*INSTRUCTIONS TO FOLLOW:* From the listing below, copy only the lines running from the line that contains "repository 362034940f15c4f2" to the line that contains "as lowercase hex.", both included.

*ENTRIES SHOWN:*
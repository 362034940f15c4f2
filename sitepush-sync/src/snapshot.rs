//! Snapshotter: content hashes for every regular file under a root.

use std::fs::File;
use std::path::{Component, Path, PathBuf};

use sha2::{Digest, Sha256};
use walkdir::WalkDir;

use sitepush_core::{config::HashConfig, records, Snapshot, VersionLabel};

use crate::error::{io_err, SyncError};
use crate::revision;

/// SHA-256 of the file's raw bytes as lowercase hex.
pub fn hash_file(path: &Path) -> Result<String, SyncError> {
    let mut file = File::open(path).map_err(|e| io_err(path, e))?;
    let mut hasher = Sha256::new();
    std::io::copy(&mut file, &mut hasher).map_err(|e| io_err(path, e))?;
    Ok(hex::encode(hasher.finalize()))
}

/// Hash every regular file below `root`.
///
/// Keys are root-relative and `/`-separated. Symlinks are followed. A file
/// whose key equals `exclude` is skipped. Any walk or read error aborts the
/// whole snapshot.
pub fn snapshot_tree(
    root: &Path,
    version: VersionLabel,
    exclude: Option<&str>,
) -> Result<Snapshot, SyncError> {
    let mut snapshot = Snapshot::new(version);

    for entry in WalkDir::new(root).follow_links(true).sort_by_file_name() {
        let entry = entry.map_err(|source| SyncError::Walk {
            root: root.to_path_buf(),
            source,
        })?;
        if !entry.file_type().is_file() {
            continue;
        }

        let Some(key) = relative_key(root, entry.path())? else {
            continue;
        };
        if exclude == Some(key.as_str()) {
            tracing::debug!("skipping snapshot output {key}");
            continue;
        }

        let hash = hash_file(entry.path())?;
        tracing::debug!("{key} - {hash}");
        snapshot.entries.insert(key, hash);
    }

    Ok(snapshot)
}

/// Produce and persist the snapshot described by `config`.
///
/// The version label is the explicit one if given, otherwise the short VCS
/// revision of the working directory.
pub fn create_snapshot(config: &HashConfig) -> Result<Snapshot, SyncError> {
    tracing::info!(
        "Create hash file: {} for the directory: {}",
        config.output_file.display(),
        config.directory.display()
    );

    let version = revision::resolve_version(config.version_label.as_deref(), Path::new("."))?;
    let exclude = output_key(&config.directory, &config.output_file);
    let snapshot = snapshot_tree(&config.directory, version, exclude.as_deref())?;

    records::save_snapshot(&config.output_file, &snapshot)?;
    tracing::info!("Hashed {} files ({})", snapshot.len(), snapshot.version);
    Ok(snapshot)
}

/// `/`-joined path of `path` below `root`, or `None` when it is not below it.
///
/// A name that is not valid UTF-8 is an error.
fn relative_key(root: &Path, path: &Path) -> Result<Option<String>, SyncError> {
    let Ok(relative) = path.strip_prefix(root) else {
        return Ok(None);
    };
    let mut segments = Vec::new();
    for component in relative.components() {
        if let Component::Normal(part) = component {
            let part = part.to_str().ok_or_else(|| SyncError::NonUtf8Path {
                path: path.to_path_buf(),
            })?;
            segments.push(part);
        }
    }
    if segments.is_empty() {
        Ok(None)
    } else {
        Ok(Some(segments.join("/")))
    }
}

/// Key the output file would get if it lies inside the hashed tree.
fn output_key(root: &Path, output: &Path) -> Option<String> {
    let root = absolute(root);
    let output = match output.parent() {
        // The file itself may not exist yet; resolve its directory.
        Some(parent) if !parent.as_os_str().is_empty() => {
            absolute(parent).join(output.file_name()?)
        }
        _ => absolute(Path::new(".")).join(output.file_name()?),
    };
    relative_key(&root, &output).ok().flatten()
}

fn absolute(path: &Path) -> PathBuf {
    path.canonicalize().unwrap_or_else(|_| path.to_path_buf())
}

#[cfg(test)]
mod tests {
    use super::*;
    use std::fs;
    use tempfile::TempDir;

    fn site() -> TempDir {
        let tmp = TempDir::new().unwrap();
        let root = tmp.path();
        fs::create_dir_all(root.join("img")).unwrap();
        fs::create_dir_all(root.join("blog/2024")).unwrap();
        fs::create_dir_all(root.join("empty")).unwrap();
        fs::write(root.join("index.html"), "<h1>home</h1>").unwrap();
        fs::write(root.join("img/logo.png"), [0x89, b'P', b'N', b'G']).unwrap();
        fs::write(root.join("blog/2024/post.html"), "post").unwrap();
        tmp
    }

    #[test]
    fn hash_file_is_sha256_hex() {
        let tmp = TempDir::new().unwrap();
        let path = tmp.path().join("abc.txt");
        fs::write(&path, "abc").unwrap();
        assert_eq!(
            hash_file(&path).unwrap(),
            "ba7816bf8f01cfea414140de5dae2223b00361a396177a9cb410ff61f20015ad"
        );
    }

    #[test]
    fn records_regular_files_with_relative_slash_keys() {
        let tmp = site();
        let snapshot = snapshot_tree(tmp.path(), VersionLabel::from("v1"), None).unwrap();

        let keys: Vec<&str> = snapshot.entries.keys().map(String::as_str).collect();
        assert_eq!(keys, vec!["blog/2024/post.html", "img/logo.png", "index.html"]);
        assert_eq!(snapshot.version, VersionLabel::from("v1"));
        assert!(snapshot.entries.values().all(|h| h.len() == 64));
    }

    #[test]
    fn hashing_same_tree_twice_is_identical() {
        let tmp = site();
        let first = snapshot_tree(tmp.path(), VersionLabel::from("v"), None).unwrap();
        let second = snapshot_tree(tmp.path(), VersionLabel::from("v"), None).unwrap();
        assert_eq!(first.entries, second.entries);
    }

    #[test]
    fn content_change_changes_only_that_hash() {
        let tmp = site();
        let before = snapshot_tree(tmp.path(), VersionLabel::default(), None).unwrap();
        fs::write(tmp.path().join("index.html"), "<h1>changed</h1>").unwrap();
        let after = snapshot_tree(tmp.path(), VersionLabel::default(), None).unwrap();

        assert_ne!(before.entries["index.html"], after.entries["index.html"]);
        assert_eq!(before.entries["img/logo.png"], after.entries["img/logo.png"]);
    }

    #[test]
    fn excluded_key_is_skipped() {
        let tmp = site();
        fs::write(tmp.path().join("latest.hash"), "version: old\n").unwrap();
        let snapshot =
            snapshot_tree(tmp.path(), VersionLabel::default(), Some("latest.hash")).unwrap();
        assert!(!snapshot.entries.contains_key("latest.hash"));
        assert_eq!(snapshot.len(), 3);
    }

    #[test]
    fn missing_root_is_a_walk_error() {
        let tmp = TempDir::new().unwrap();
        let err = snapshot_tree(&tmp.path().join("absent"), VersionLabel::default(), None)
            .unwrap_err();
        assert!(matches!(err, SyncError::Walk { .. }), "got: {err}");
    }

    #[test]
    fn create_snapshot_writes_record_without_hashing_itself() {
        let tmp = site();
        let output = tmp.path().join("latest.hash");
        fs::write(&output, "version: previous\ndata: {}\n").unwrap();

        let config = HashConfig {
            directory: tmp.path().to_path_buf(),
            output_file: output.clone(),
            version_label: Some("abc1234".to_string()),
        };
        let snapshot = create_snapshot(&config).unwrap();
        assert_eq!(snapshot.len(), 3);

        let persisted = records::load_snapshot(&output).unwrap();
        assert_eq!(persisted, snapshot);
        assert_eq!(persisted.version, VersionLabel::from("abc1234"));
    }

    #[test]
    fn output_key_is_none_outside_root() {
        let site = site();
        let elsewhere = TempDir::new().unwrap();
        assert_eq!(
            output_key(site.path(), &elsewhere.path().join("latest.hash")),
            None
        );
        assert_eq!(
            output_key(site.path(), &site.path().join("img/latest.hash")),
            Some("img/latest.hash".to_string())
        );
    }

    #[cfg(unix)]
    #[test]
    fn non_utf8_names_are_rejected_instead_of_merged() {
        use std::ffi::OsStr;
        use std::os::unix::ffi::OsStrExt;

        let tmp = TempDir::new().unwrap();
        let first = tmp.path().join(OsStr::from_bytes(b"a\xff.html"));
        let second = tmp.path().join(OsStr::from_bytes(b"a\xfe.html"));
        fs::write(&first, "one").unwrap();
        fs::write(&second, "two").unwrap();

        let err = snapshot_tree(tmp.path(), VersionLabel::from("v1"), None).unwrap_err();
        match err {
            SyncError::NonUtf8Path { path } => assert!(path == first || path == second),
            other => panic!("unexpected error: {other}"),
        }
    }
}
...
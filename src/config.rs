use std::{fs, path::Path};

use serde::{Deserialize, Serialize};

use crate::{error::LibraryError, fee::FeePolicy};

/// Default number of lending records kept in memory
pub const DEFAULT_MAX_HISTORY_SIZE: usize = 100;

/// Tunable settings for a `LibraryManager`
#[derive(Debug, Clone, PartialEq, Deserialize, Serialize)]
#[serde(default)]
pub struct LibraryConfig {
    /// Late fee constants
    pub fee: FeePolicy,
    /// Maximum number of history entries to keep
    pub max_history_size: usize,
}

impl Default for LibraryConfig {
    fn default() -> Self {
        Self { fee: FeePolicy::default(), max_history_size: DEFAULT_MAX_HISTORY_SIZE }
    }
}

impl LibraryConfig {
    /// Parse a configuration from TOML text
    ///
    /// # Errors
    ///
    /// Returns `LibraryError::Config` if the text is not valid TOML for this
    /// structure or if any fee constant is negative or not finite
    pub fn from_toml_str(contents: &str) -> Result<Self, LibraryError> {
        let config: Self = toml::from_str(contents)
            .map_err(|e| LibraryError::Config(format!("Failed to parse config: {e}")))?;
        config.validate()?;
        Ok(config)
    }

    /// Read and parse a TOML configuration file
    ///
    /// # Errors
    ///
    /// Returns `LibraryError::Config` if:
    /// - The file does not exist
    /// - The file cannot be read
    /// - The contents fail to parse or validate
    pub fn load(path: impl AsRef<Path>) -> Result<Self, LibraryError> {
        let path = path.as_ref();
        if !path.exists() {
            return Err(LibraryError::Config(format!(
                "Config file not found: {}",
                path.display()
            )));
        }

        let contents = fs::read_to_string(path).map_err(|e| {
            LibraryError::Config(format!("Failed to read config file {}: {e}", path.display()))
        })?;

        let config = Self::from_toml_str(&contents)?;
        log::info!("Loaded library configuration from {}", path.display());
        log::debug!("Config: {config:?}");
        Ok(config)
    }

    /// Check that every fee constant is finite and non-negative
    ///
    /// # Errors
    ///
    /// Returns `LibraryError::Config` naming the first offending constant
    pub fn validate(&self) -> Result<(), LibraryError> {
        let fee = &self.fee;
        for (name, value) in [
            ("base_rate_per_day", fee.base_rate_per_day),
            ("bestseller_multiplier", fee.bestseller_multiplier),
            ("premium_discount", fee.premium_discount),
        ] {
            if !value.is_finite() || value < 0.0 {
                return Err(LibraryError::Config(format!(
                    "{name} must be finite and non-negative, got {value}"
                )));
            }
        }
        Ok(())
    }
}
==
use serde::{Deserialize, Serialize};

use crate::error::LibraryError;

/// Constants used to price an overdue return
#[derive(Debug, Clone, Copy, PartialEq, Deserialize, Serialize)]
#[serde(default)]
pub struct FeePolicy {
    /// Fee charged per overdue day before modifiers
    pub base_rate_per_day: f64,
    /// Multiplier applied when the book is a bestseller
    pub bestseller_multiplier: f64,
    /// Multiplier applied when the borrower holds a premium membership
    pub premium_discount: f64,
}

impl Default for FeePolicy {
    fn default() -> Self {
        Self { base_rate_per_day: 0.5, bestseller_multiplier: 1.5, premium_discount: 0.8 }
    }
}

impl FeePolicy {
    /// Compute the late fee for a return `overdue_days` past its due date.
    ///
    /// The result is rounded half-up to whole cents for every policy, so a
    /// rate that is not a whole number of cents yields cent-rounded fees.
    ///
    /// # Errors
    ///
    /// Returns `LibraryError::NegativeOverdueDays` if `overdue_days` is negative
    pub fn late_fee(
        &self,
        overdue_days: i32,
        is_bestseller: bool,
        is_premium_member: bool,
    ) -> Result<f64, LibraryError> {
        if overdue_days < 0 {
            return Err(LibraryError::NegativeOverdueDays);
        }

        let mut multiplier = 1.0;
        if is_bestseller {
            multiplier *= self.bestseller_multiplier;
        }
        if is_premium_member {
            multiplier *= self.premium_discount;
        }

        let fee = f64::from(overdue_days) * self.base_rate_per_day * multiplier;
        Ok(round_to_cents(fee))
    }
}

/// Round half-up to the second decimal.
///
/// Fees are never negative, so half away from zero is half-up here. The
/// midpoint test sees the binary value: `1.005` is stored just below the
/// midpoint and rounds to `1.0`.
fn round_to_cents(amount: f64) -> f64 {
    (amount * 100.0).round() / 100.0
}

*SOLUTION TO THIS TASK:*
repository 362034940f15c4f2
filename sitepush-sync/src/snapshot.rs
//! Snapshotter: content hashes for every regular file under a root.

use std::fs::File;
use std::path::{Component, Path, PathBuf};

use sha2::{Digest, Sha256};
use walkdir::WalkDir;

use sitepush_core::{config::HashConfig, records, Snapshot, VersionLabel};

use crate::error::{io_err, SyncError};
use crate::revision;

/// SHA-256 of the file's raw bytes as lowercase hex.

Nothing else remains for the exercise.